On the one hand, cases of Hepatitis and HIV are on the rise in Livingston Parish. Not only that, but they’re on the rise in new demographics, with younger individuals in the 25-35 age bracket now reporting the infection at an alarming rate.
In fact, according to the state’s Department of Health (DHH), both Hepatitis and HIV cases are highest in Livingston Parish at a per capita rate, when compared to state wide averages.
Concerns about those diseases, which can be carried by blood and – specifically – dirty needles which the proposed ‘syringe exchange program’ would help curb, were the spark that led to DHH’s visit to Livingston Parish.
The concern was held by all of the council.
However, those statistics taken a little far during the public hearing Thursday in which parish councilman Tracy Girlinghouse (District 7) asked how the rates of those diseases compared to Orleans or East Baton Rouge Parishes.
According to DHH, Livingston Parish still surpassed both of those parishes on a rate basis – not just a per capita.
Girlinghouse didn’t bite, and neither did the rest of the council. Both parishes have roughly four times the population of Livingston, with a large contingent of poor citizens, and Girlinghouse believed that if the numbers reported to the state reflected that claim, then the rate of infection probably wasn’t being reported correctly.
There were other concerns, as well, including a hesitation on the part of DHH when asked if participants in the program would be tracked, both in terms of visits and where they lived. The DHH representative admitted than many program participants didn’t have a home address, and were impossible to track. The syringe program ordinance would prevent law enforcement from tracking them at all, or visiting them after they enrolled in the program.
Also, whether or not participants had to have a dirty needle to enroll in the program, or could they just come for a fresh one? That line of thinking led to questions about individuals with diabetes who have to purchase their own needles for insulin – do they qualify?

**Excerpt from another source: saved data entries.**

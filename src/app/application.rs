//! Site - Composition Root and Entry Point
//!
//! Owns the catalog, the language selector, the theme manager and the document,
//! and keeps the document's language attributes and body classes in step with
//! both managers.

use std::cell::RefCell;
use std::ffi::OsString;
use std::path::PathBuf;
use std::rc::Rc;
use std::time::Duration;

use tracing::{debug, info, warn};

use crate::app::config::SiteConfig;
use crate::app::document::{Document, Target};
use crate::constants::{ATTR_DIR, ATTR_LANG, ATTR_LANGUAGE, CLASS_TRANSITIONS_ENABLED};
use crate::domain::theme::{ThemeConfig, ThemeMode};
use crate::error::{Error, Result};
use crate::eventing::{SiteEvent, SubscriptionId};
use crate::features::contact::ContactController;
use crate::features::newsletter::NewsletterForm;
use crate::i18n::Locale;
use crate::i18n::catalog::Catalog;
use crate::services::{ColorSchemeSource, SystemColorScheme};
use crate::state::{LanguageSelector, ThemeManager};
use crate::utils::{FileStore, PreferenceStore};
use crate::views::{PageView, SectionId, SectionView, ViewContext, render_page, render_section};

/// What the body class list is derived from
#[derive(Debug, Clone, Copy)]
struct ShellState {
    locale: Locale,
    mode: ThemeMode,
    is_dark: bool,
    loaded: bool,
}

impl ShellState {
    /// `<locale> <mode> theme-(dark|light) (rtl|ltr) (loading|loaded)`
    fn body_classes(&self) -> [&'static str; 5] {
        [
            self.locale.code(),
            self.mode.as_str(),
            if self.is_dark { "theme-dark" } else { "theme-light" },
            self.locale.direction().as_str(),
            if self.loaded { "loaded" } else { "loading" },
        ]
    }
}

fn sync_document(document: &Document, state: &ShellState) {
    let code = state.locale.code();
    document.set_attribute(Target::Root, ATTR_LANG, code);
    document.set_attribute(Target::Root, ATTR_DIR, state.locale.direction().as_str());
    document.set_attribute(Target::Root, ATTR_LANGUAGE, code);

    let class_name = state.body_classes().join(" ");
    document.update(Target::Body, |body| {
        let transitions = body.has_class(CLASS_TRANSITIONS_ENABLED);
        body.set_class_name(&class_name);
        if transitions {
            body.add_class(CLASS_TRANSITIONS_ENABLED);
        }
    });
}

/// The assembled site
#[derive(Debug)]
pub struct Site {
    catalog: Catalog,
    language: LanguageSelector,
    theme: ThemeManager,
    document: Document,
    contact: ContactController,
    newsletter: NewsletterForm,
    shell: Rc<RefCell<ShellState>>,
}

impl Site {
    /// Wire the managers to a fresh document. The theme is applied by `initialize`.
    pub fn new(
        catalog: Catalog,
        locale: Locale,
        store: impl PreferenceStore + 'static,
        color_scheme: impl ColorSchemeSource + 'static,
    ) -> Self {
        let document = Document::new();
        let mut language = LanguageSelector::with_locale(catalog.table(), locale);
        let mut theme = ThemeManager::new(store, color_scheme, document.clone());

        let shell = Rc::new(RefCell::new(ShellState {
            locale,
            mode: theme.mode(),
            is_dark: theme.is_dark(),
            loaded: false,
        }));
        sync_document(&document, &shell.borrow());

        {
            let shell = Rc::clone(&shell);
            let document = document.clone();
            language.subscribe(move |locale: &Locale| {
                shell.borrow_mut().locale = *locale;
                sync_document(&document, &shell.borrow());
                document.dispatch(SiteEvent::LocaleChanged { locale: *locale });
            });
        }
        {
            let shell = Rc::clone(&shell);
            let document = document.clone();
            theme.subscribe(move |config: &ThemeConfig| {
                {
                    let mut state = shell.borrow_mut();
                    state.mode = config.mode;
                    state.is_dark = config.is_dark;
                }
                sync_document(&document, &shell.borrow());
            });
        }

        Self {
            catalog,
            language,
            theme,
            document,
            contact: ContactController::new(),
            newsletter: NewsletterForm::new(),
            shell,
        }
    }

    /// Embedded catalog, file-backed preferences and the native color scheme
    pub fn from_config(config: &SiteConfig) -> Result<Self> {
        let catalog = Catalog::load_embedded()?;
        let storage_path = config.storage_path()?;
        info!(path = ?storage_path, "Using preference store");

        let mut color_scheme = SystemColorScheme::new(config.system_poll_interval());
        if !config.watch_system_theme {
            color_scheme = color_scheme.without_watch();
        }

        Ok(Self::new(
            catalog,
            config.locale(),
            FileStore::new(storage_path),
            color_scheme,
        ))
    }

    // ==================== Lifecycle ====================

    /// Apply the saved theme before anything renders
    pub fn initialize(&mut self) {
        self.theme.initialize();
    }

    /// Initialize, enable transitions after `transition_delay`, then mark the page loaded
    pub async fn start(&mut self, transition_delay: Duration) {
        self.theme.initialize_with_transitions(transition_delay).await;
        self.finish_loading();
    }

    /// Flip the body from `loading` to `loaded`
    pub fn finish_loading(&mut self) {
        self.shell.borrow_mut().loaded = true;
        sync_document(&self.document, &self.shell.borrow());
        info!(locale = %self.language.current_locale(), "Site loaded");
    }

    pub fn is_loaded(&self) -> bool {
        self.shell.borrow().loaded
    }

    /// Apply pending OS color-scheme reports
    pub fn pump_system_changes(&mut self) -> usize {
        self.theme.poll_system_changes()
    }

    pub fn shutdown(&mut self) {
        self.theme.teardown();
        debug!("Site shut down");
    }

    // ==================== Getters ====================

    pub fn catalog(&self) -> &Catalog {
        &self.catalog
    }

    pub fn language(&self) -> &LanguageSelector {
        &self.language
    }

    pub fn theme(&self) -> &ThemeManager {
        &self.theme
    }

    pub fn document(&self) -> &Document {
        &self.document
    }

    pub fn contact(&self) -> &ContactController {
        &self.contact
    }

    pub fn contact_mut(&mut self) -> &mut ContactController {
        &mut self.contact
    }

    pub fn newsletter(&self) -> &NewsletterForm {
        &self.newsletter
    }

    pub fn newsletter_mut(&mut self) -> &mut NewsletterForm {
        &mut self.newsletter
    }

    /// Current body class list
    pub fn app_classes(&self) -> String {
        self.shell.borrow().body_classes().join(" ")
    }

    // ==================== Actions ====================

    /// Header language button. Unsupported codes are ignored.
    pub fn switch_language(&mut self, code: &str) -> bool {
        self.language.set_locale_code(code)
    }

    pub fn set_locale(&mut self, locale: Locale) {
        self.language.set_locale(locale);
    }

    pub fn set_theme(&mut self, mode: ThemeMode) {
        self.theme.set_theme(mode, true);
    }

    /// Set the theme from a mode name; unknown names are ignored
    pub fn set_theme_str(&mut self, mode: &str) -> bool {
        self.theme.set_theme_str(mode, true)
    }

    pub fn toggle_theme(&mut self) {
        self.theme.toggle_theme();
    }

    pub fn cycle_theme(&mut self) {
        self.theme.cycle_theme();
    }

    pub fn clear_saved_theme(&mut self) {
        self.theme.clear_saved_theme();
    }

    // ==================== Subscriptions ====================

    pub fn subscribe_locale(&mut self, handler: impl FnMut(&Locale) + 'static) -> SubscriptionId {
        self.language.subscribe(handler)
    }

    pub fn subscribe_theme(
        &mut self,
        handler: impl FnMut(&ThemeConfig) + 'static,
    ) -> SubscriptionId {
        self.theme.subscribe(handler)
    }

    // ==================== Views ====================

    pub fn view_context(&self) -> ViewContext<'_> {
        ViewContext {
            catalog: &self.catalog,
            language: &self.language,
            theme: &self.theme,
            contact: &self.contact,
            newsletter: &self.newsletter,
        }
    }

    pub fn section(&self, section: SectionId) -> SectionView {
        render_section(&self.view_context(), section)
    }

    pub fn page(&self) -> PageView {
        render_page(&self.view_context())
    }
}

// ==================== Command Line ====================

/// Command-line options of the `avagh-site` binary
#[derive(Debug, Clone, Default, PartialEq, Eq)]
pub struct RunOptions {
    pub help: bool,
    pub config: Option<PathBuf>,
    pub lang: Option<String>,
    pub theme: Option<String>,
    pub toggle: bool,
    pub cycle: bool,
    pub clear_theme: bool,
    pub watch: bool,
    pub section: Option<SectionId>,
}

pub const USAGE: &str = "\
avagh-site - render the Avagh Media site for a locale and theme

USAGE:
  avagh-site [OPTIONS]

OPTIONS:
  --config <path>     Config file (default: platform config dir)
  --lang <ar|en|fr>   Switch language after startup
  --theme <mode>      Set theme: light, dark or auto
  --toggle            Toggle between light and dark
  --cycle             Advance light -> dark -> auto
  --clear-theme       Forget the saved theme preference
  --section <name>    Print one section instead of the whole page
  --watch             Keep running and follow OS color-scheme changes
  -h, --help          Print this help
";

impl RunOptions {
    pub fn from_env() -> Result<Self> {
        Self::parse(pico_args::Arguments::from_env())
    }

    pub fn from_args(args: Vec<OsString>) -> Result<Self> {
        Self::parse(pico_args::Arguments::from_vec(args))
    }

    fn parse(mut args: pico_args::Arguments) -> Result<Self> {
        let invalid = |e: pico_args::Error| Error::Invalid {
            message: e.to_string(),
        };

        let options = Self {
            help: args.contains(["-h", "--help"]),
            config: args.opt_value_from_str("--config").map_err(invalid)?,
            lang: args.opt_value_from_str("--lang").map_err(invalid)?,
            theme: args.opt_value_from_str("--theme").map_err(invalid)?,
            toggle: args.contains("--toggle"),
            cycle: args.contains("--cycle"),
            clear_theme: args.contains("--clear-theme"),
            watch: args.contains("--watch"),
            section: args.opt_value_from_str("--section").map_err(invalid)?,
        };

        let rest = args.finish();
        if !rest.is_empty() {
            return Err(Error::Invalid {
                message: format!("unexpected arguments: {rest:?}"),
            });
        }
        Ok(options)
    }
}

/// Start the site, apply command-line actions and print the result as JSON
pub async fn run_site(options: RunOptions) -> Result<()> {
    if options.help {
        print!("{USAGE}");
        return Ok(());
    }

    let config = match &options.config {
        Some(path) => SiteConfig::load_from(path),
        None => SiteConfig::load(),
    };
    let mut site = Site::from_config(&config)?;
    site.start(config.transition_delay()).await;

    if options.clear_theme {
        site.clear_saved_theme();
    }
    if let Some(code) = &options.lang {
        site.switch_language(code);
    }
    if let Some(mode) = &options.theme {
        site.set_theme_str(mode);
    }
    if options.toggle {
        site.toggle_theme();
    }
    if options.cycle {
        site.cycle_theme();
    }

    let output = match options.section {
        Some(section) => serde_json::to_string_pretty(&site.section(section))?,
        None => serde_json::to_string_pretty(&site.page())?,
    };
    println!("{output}");

    if options.watch {
        watch_system_theme(&mut site, config.system_poll_interval()).await;
    }

    site.shutdown();
    Ok(())
}

async fn watch_system_theme(site: &mut Site, interval: Duration) {
    info!(classes = %site.app_classes(), "Following system color scheme, Ctrl+C to stop");
    let mut ticker = tokio::time::interval(interval);
    let shutdown = tokio::signal::ctrl_c();
    tokio::pin!(shutdown);

    loop {
        tokio::select! {
            _ = ticker.tick() => {
                if site.pump_system_changes() > 0 {
                    println!("{}", site.app_classes());
                }
            }
            result = &mut shutdown => {
                if let Err(e) = result {
                    warn!(error = %e, "Failed to listen for Ctrl+C");
                }
                break;
            }
        }
    }
}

DHH did say that the initial piece of the puzzle was to work with local stakeholders – including the council and sheriff – to find the best way to implement a local program. Just passing the ordinance didn’t automatically establish a program to begin exchanging needles.
However, when pressed for the most important pillar upon which the parish council would make it’s decision, DHH faltered. Parish Councilman Jeff Ard (District 1) asked for data on the current syringe exchange programs in the state, which exist in East Baton Rouge, Orleans, Bossier (Shreveport), and Rapides (Alexandria).
They didn’t have the data on hand, and would have to press those districts for it. Further, those programs were only started as late as 2017, so only two years worth of data exist – which paints less than a full, necessary picture to make such a heavy decision.
The council, therefore, made the responsible decision of tabling the measure until DHH could return with numbers that made sense. Who knows, those numbers may not back the program at all and, in fact, debunk it all together. It’s very difficult to tell if people on drugs are within their right mind enough to consider exchanging a dirty needle in the middle of a high.
However, if the program can help even just a few avoid drug addiction and the contracting (as well as spread) of disease, then it’s worth considering. But, until the data exists to show that the program does indeed bring those benefits, the council made the right decision to move on and focus on other issues that are plaguing the parish.